Print, in exact form, the lines below from the one containing "pull request against" through the one containing "let runtime = misreq::runtime::RealRuntime;", and omit all others.

BEGIN DATA PROVIDED

use anyhow::Result;
use clap::Parser;
use misreq::candidates::CandidateSource;
use misreq::commands::{self, FixRequest};
use misreq::consistency::DEFAULT_DATA_DIR;
use misreq::workflow::{Credentials, DEFAULT_BRANCH};
use std::path::PathBuf;

/// The FAS password is only read from the environment, never from a flag.
const FAS_PASSWORD_VAR: &str = "FAS_PASSWORD";

const DEFAULT_DB: &str = "portingdb.sqlite";

/// misreq - fix misnamed Python 2 requirements in Fedora packages
///
/// Rewrites ambiguous `python-` dependency names in spec files to their
/// `python2-` form, tests the result and proposes it as a pull request.
///
/// Examples:
///   misreq fix --no-test                           # Patch packages from portingdb.sqlite
///   misreq rewrite --dry-run foo.spec              # Show the rewritten spec
///   misreq check-data --data-dir data              # Check portingdb data files
#[derive(Parser, Debug)]
#[command(author, version = env!("MISREQ_VERSION"), about)]
struct Cli {
    #[command(subcommand)]
    command: Commands,
}

#[derive(clap::Subcommand, Debug)]
enum Commands {
    /// Clone, patch, test and publish packages with misnamed requires
    Fix(FixArgs),

    /// Rewrite misnamed requires in spec files
    Rewrite(RewriteArgs),

    /// Report package names in the data files that Fedora does not know
    CheckData(CheckDataArgs),
}

#[derive(clap::Args, Debug)]
pub struct FixArgs {
    /// portingdb SQLite database listing the packages
    #[arg(long, value_name = "PATH", default_value = DEFAULT_DB, conflicts_with = "packages")]
    pub db: PathBuf,

    /// File with one package name per line, used instead of the database
    #[arg(long, value_name = "FILE")]
    pub packages: Option<PathBuf>,

    /// Working directory (defaults to a new temporary directory)
    #[arg(long, value_name = "DIR")]
    pub dirname: Option<PathBuf>,

    /// Empty the working directory first
    #[arg(long)]
    pub cleandir: bool,

    /// Process at most N packages
    #[arg(short = 'n', value_name = "N")]
    pub limit: Option<usize>,

    /// Author of the changelog entry
    #[arg(long, value_name = "NAME")]
    pub user: Option<String>,

    /// Skip the mock and koji test builds
    #[arg(long)]
    pub no_test: bool,

    /// Push the fixes to a fork and open pull requests
    #[arg(long)]
    pub pagure: bool,

    /// Pagure API token (also via PAGURE_TOKEN)
    #[arg(long, env = "PAGURE_TOKEN", value_name = "TOKEN", hide_env_values = true)]
    pub pagure_token: Option<String>,

    /// Pagure user owning the forks (also via PAGURE_USER)
    #[arg(long, env = "PAGURE_USER", value_name = "USER")]
    pub pagure_user: Option<String>,

    /// FAS user for Kerberos (also via FAS_USER); the password is read from FAS_PASSWORD
    #[arg(long, env = "FAS_USER", value_name = "USER")]
    pub fas_user: Option<String>,

    /// Branch to fix and propose the pull request against
    #[arg(long, value_name = "NAME", default_value = DEFAULT_BRANCH)]
    pub branch: String,

    /// Pagure instance URL (defaults to https://src.fedoraproject.org)
    #[arg(long = "api-url", value_name = "URL")]
    pub api_url: Option<String>,
}

#[derive(clap::Args, Debug)]
pub struct RewriteArgs {
    /// Print the rewritten spec instead of writing it
    #[arg(long)]
    pub dry_run: bool,

    /// Spec files to rewrite
    #[arg(value_name = "SPEC", required = true)]
    pub specs: Vec<PathBuf>,
}

#[derive(clap::Args, Debug)]
pub struct CheckDataArgs {
    /// Directory holding fedora.json and the YAML datasets
    #[arg(long, value_name = "DIR", default_value = DEFAULT_DATA_DIR)]
    pub data_dir: PathBuf,

    /// Exit with an error when anything is reported
    #[arg(long)]
    pub fail_on_findings: bool,
}

impl FixArgs {
    fn into_request(self, fas_password: Option<String>) -> FixRequest {
        let source = match self.packages {
            Some(file) => CandidateSource::File(file),
            None => CandidateSource::Database(self.db),
        };
        FixRequest {
            source,
            dirname: self.dirname,
            cleandir: self.cleandir,
            limit: self.limit,
            changelog_user: self.user,
            no_test: self.no_test,
            pagure: self.pagure,
            branch: self.branch,
            credentials: Credentials {
                pagure_token: self.pagure_token,
                pagure_user: self.pagure_user,
                fas_user: self.fas_user,
                fas_password,
            },
            api_url: self.api_url,
        }
    }
}

fn fas_password_from_env() -> Option<String> {
    std::env::var(FAS_PASSWORD_VAR)
        .ok()
        .filter(|password| !password.is_empty())
}

#[tokio::main]
async fn main() -> Result<()> {
    env_logger::Builder::from_env(env_logger::Env::default().default_filter_or("info")).init();
    let cli = Cli::parse();
    let runtime = misreq::runtime::RealRuntime;

    match cli.command {
        Commands::Fix(args) => {
            let report = commands::fix(runtime, args.into_request(fas_password_from_env())).await?;
            println!("{}", report);
        }
        Commands::Rewrite(args) => {
            commands::rewrite(&runtime, &args.specs, args.dry_run)?;
        }
        Commands::CheckData(args) => {
            commands::check_data(&runtime, &args.data_dir, args.fail_on_findings)?;
        }
    }
    Ok(())
}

END DATA PROVIDED

RESPONSE FOR THIS EXERCISE —
    /// Branch to fix and propose the pull request against
    #[arg(long, value_name = "NAME", default_value = DEFAULT_BRANCH)]
    pub branch: String,

    /// Pagure instance URL (defaults to https://src.fedoraproject.org)
    #[arg(long = "api-url", value_name = "URL")]
    pub api_url: Option<String>,
}

#[derive(clap::Args, Debug)]
pub struct RewriteArgs {
    /// Print the rewritten spec instead of writing it
    #[arg(long)]
    pub dry_run: bool,

    /// Spec files to rewrite
    #[arg(value_name = "SPEC", required = true)]
    pub specs: Vec<PathBuf>,
}

#[derive(clap::Args, Debug)]
pub struct CheckDataArgs {
    /// Directory holding fedora.json and the YAML datasets
    #[arg(long, value_name = "DIR", default_value = DEFAULT_DATA_DIR)]
    pub data_dir: PathBuf,

    /// Exit with an error when anything is reported
    #[arg(long)]
    pub fail_on_findings: bool,
}

impl FixArgs {
    fn into_request(self, fas_password: Option<String>) -> FixRequest {
        let source = match self.packages {
            Some(file) => CandidateSource::File(file),
            None => CandidateSource::Database(self.db),
        };
        FixRequest {
            source,
            dirname: self.dirname,
            cleandir: self.cleandir,
            limit: self.limit,
            changelog_user: self.user,
            no_test: self.no_test,
            pagure: self.pagure,
            branch: self.branch,
            credentials: Credentials {
                pagure_token: self.pagure_token,
                pagure_user: self.pagure_user,
                fas_user: self.fas_user,
                fas_password,
            },
            api_url: self.api_url,
        }
    }
}

fn fas_password_from_env() -> Option<String> {
    std::env::var(FAS_PASSWORD_VAR)
        .ok()
        .filter(|password| !password.is_empty())
}

#[tokio::main]
async fn main() -> Result<()> {
    env_logger::Builder::from_env(env_logger::Env::default().default_filter_or("info")).init();
    let cli = Cli::parse();
    let runtime = misreq::runtime::RealRuntime;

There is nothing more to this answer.